■ DESCRIPTION OF THE TASK
Write the data out again so that it matches word for word.

★ ★ ★ ★ ★ ★ ★

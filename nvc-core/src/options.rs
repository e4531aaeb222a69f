//! Bitflag option sets, grounded in `options.h` of the original
//! libnvidia-container: the exact bit names and the default flag string
//! come from there.

use bitflags::bitflags;

bitflags! {
    /// Library-wide options (`library_opts` in `options.h`).
    #[derive(Debug, Clone, Copy, PartialEq, Eq, Default)]
    pub struct LibraryOptions: u32 {
        const LOAD_KMODS              = 1 << 0;
        const NO_CREATE_IMEX_CHANNELS = 1 << 1;
    }
}

bitflags! {
    /// Which categories of driver files component H should discover
    /// (`driver_opts` in `options.h`).
    #[derive(Debug, Clone, Copy, PartialEq, Eq, Default)]
    pub struct DriverOptions: u32 {
        const NO_GLVND         = 1 << 0;
        const NO_UVM           = 1 << 1;
        const NO_MODESET       = 1 << 2;
        const NO_MPS           = 1 << 3;
        const NO_PERSISTENCED  = 1 << 4;
        const NO_FABRICMANAGER = 1 << 5;
        const NO_GSP_FIRMWARE  = 1 << 6;
    }
}

bitflags! {
    /// Container flag bitmap, bit layout
    /// from `OPT_*` in `options.h`.
    #[derive(Debug, Clone, Copy, PartialEq, Eq)]
    pub struct ContainerFlags: u32 {
        const SUPERVISED    = 1 << 0;
        const STANDALONE    = 1 << 1;
        const NO_CGROUPS    = 1 << 2;
        const NO_DEVBIND    = 1 << 3;
        const UTILITY_LIBS  = 1 << 5;
        const COMPUTE_LIBS  = 1 << 6;
        const NGX_LIBS      = 1 << 7;
        const VIDEO_LIBS    = 1 << 8;
        const GRAPHICS_LIBS = 1 << 9;
        const DISPLAY       = 1 << 10;
        const UTILITY_BINS  = 1 << 11;
        const COMPUTE_BINS  = 1 << 12;
        const COMPAT32      = 1 << 13;
        const CUDA_COMPAT_MODE_DISABLED = 1 << 14;
        const CUDA_COMPAT_MODE_LDCONFIG = 1 << 15;
        const CUDA_COMPAT_MODE_MOUNT    = 1 << 16;
    }
}

impl Default for ContainerFlags {
    /// `"standalone no-cgroups no-devbind utility"` — the original's
    /// `default_container_opts`.
    fn default() -> Self {
        ContainerFlags::STANDALONE
            | ContainerFlags::NO_CGROUPS
            | ContainerFlags::NO_DEVBIND
            | ContainerFlags::UTILITY_BINS
            | ContainerFlags::UTILITY_LIBS
    }
}

/// CUDA-compat mode, a 3-way enum folded into `ContainerFlags` bits
/// upstream; exposed here as a proper enum since mutually exclusive
/// options are easier to reason about that way (a `config-invalid`
/// error is raised if more than one bit is set, see `nvc-container`).
#[derive(Debug, Clone, Copy, PartialEq, Eq, Default)]
pub enum CudaCompatMode {
    Disabled,
    #[default]
    Mount,
    Ldconfig,
}

impl ContainerFlags {
    /// Extract the CUDA-compat mode, failing if more than one mode bit
    /// is set. Matches
    /// `validate_cuda_compat_mode_flags`: with no mode bit set at all,
    /// the result defaults to `Mount` to preserve backward compatibility
    /// with callers that predate the cuda-compat-mode flags.
    pub fn cuda_compat_mode(self) -> Result<CudaCompatMode, crate::error::NvcError> {
        let bits = [
            (ContainerFlags::CUDA_COMPAT_MODE_DISABLED, CudaCompatMode::Disabled),
            (ContainerFlags::CUDA_COMPAT_MODE_MOUNT, CudaCompatMode::Mount),
            (ContainerFlags::CUDA_COMPAT_MODE_LDCONFIG, CudaCompatMode::Ldconfig),
        ];
        let mut found = None;
        for (flag, mode) in bits {
            if self.contains(flag) {
                if found.is_some() {
                    return Err(crate::error::NvcError::ConfigInvalid(
                        "multiple cuda-compat-mode flags set".into(),
                    ));
                }
                found = Some(mode);
            }
        }
        Ok(found.unwrap_or_default())
    }
}

#[cfg(test)]
mod tests {
    use super::*;

    #[test]
    fn default_container_flags_match_upstream_default() {
        let f = ContainerFlags::default();
        assert!(f.contains(ContainerFlags::STANDALONE));
        assert!(f.contains(ContainerFlags::NO_CGROUPS));
        assert!(f.contains(ContainerFlags::NO_DEVBIND));
        assert!(f.contains(ContainerFlags::UTILITY_BINS));
        assert!(!f.contains(ContainerFlags::SUPERVISED));
    }

    #[test]
    fn conflicting_compat_modes_are_rejected() {
        let f = ContainerFlags::CUDA_COMPAT_MODE_MOUNT | ContainerFlags::CUDA_COMPAT_MODE_LDCONFIG;
        assert!(f.cuda_compat_mode().is_err());
    }

    #[test]
    fn single_compat_mode_is_accepted() {
        let f = ContainerFlags::CUDA_COMPAT_MODE_MOUNT;
        assert_eq!(f.cuda_compat_mode().unwrap(), CudaCompatMode::Mount);
    }
}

★ ★ ★ ★ ★ ★ ★

■ EXERCISE SOLUTION
filename nvc-core/src/options.rs
repository e4531aaeb222a69f
//! Bitflag option sets, grounded in `options.h` of the original
//! libnvidia-container: the exact bit names and the default flag string
//! come from there.

use bitflags::bitflags;

bitflags! {
    /// Library-wide options (`library_opts` in `options.h`).
    #[derive(Debug, Clone, Copy, PartialEq, Eq, Default)]
    pub struct LibraryOptions: u32 {
        const LOAD_KMODS              = 1 << 0;
        const NO_CREATE_IMEX_CHANNELS = 1 << 1;
    }
}

bitflags! {
    /// Which categories of driver files component H should discover
    /// (`driver_opts` in `options.h`).
    #[derive(Debug, Clone, Copy, PartialEq, Eq, Default)]
    pub struct DriverOptions: u32 {
        const NO_GLVND         = 1 << 0;
        const NO_UVM           = 1 << 1;
        const NO_MODESET       = 1 << 2;
        const NO_MPS           = 1 << 3;
        const NO_PERSISTENCED  = 1 << 4;
        const NO_FABRICMANAGER = 1 << 5;
        const NO_GSP_FIRMWARE  = 1 << 6;
    }
}

bitflags! {
    /// Container flag bitmap, bit layout
    /// from `OPT_*` in `options.h`.
    #[derive(Debug, Clone, Copy, PartialEq, Eq)]
    pub struct ContainerFlags: u32 {
        const SUPERVISED    = 1 << 0;
        const STANDALONE    = 1 << 1;
        const NO_CGROUPS    = 1 << 2;
        const NO_DEVBIND    = 1 << 3;
        const UTILITY_LIBS  = 1 << 5;
        const COMPUTE_LIBS  = 1 << 6;
        const NGX_LIBS      = 1 << 7;
        const VIDEO_LIBS    = 1 << 8;
        const GRAPHICS_LIBS = 1 << 9;
        const DISPLAY       = 1 << 10;
        const UTILITY_BINS  = 1 << 11;
        const COMPUTE_BINS  = 1 << 12;
        const COMPAT32      = 1 << 13;
        const CUDA_COMPAT_MODE_DISABLED = 1 << 14;
        const CUDA_COMPAT_MODE_LDCONFIG = 1 << 15;
        const CUDA_COMPAT_MODE_MOUNT    = 1 << 16;
    }
}

impl Default for ContainerFlags {
    /// `"standalone no-cgroups no-devbind utility"` — the original's
    /// `default_container_opts`.
    fn default() -> Self {
        ContainerFlags::STANDALONE
            | ContainerFlags::NO_CGROUPS
            | ContainerFlags::NO_DEVBIND
            | ContainerFlags::UTILITY_BINS
            | ContainerFlags::UTILITY_LIBS
    }
}

/// CUDA-compat mode, a 3-way enum folded into `ContainerFlags` bits
/// upstream; exposed here as a proper enum since mutually exclusive
/// options are easier to reason about that way (a `config-invalid`
/// error is raised if more than one bit is set, see `nvc-container`).
#[derive(Debug, Clone, Copy, PartialEq, Eq, Default)]
pub enum CudaCompatMode {
    Disabled,
    #[default]
    Mount,
    Ldconfig,
}

impl ContainerFlags {
    /// Extract the CUDA-compat mode, failing if more than one mode bit
    /// is set. Matches
    /// `validate_cuda_compat_mode_flags`: with no mode bit set at all,
    /// the result defaults to `Mount` to preserve backward compatibility
    /// with callers that predate the cuda-compat-mode flags.
    pub fn cuda_compat_mode(self) -> Result<CudaCompatMode, crate::error::NvcError> {
        let bits = [
            (ContainerFlags::CUDA_COMPAT_MODE_DISABLED, CudaCompatMode::Disabled),
            (ContainerFlags::CUDA_COMPAT_MODE_MOUNT, CudaCompatMode::Mount),
            (ContainerFlags::CUDA_COMPAT_MODE_LDCONFIG, CudaCompatMode::Ldconfig),
        ];
        let mut found = None;
        for (flag, mode) in bits {
            if self.contains(flag) {
                if found.is_some() {
                    return Err(crate::error::NvcError::ConfigInvalid(
                        "multiple cuda-compat-mode flags set".into(),
                    ));
                }
                found = Some(mode);
            }
        }
        Ok(found.unwrap_or_default())
    }
}

#[cfg(test)]
mod tests {
    use super::*;

    #[test]
    fn default_container_flags_match_upstream_default() {
        let f = ContainerFlags::default();
        assert!(f.contains(ContainerFlags::STANDALONE));
        assert!(f.contains(ContainerFlags::NO_CGROUPS));
        assert!(f.contains(ContainerFlags::NO_DEVBIND));
        assert!(f.contains(ContainerFlags::UTILITY_BINS));
        assert!(!f.contains(ContainerFlags::SUPERVISED));
    }

    #[test]
    fn conflicting_compat_modes_are_rejected() {
        let f = ContainerFlags::CUDA_COMPAT_MODE_MOUNT | ContainerFlags::CUDA_COMPAT_MODE_LDCONFIG;
        assert!(f.cuda_compat_mode().is_err());
    }

    #[test]
    fn single_compat_mode_is_accepted() {
        let f = ContainerFlags::CUDA_COMPAT_MODE_MOUNT;
        assert_eq!(f.cuda_compat_mode().unwrap(), CudaCompatMode::Mount);
    }
}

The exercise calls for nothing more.